■ **Records for this exercise**
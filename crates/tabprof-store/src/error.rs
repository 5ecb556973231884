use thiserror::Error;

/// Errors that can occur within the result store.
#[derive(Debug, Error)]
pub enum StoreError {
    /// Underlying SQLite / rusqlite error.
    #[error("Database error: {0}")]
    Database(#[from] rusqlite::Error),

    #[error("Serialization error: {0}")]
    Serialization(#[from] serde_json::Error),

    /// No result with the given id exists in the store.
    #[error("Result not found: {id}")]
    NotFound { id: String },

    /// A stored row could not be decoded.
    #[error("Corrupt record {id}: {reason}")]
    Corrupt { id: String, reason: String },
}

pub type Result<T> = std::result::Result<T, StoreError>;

■ **About this task**
The full listing has to be duplicated exactly.

■ **Output**
filename crates/tabprof-store/src/error.rs
repository 5ecb556973231884
use thiserror::Error;

/// Errors that can occur within the result store.
#[derive(Debug, Error)]
pub enum StoreError {
    /// Underlying SQLite / rusqlite error.
    #[error("Database error: {0}")]
    Database(#[from] rusqlite::Error),

    #[error("Serialization error: {0}")]
    Serialization(#[from] serde_json::Error),

    /// No result with the given id exists in the store.
    #[error("Result not found: {id}")]
    NotFound { id: String },

    /// A stored row could not be decoded.
    #[error("Corrupt record {id}: {reason}")]
    Corrupt { id: String, reason: String },
}

pub type Result<T> = std::result::Result<T, StoreError>;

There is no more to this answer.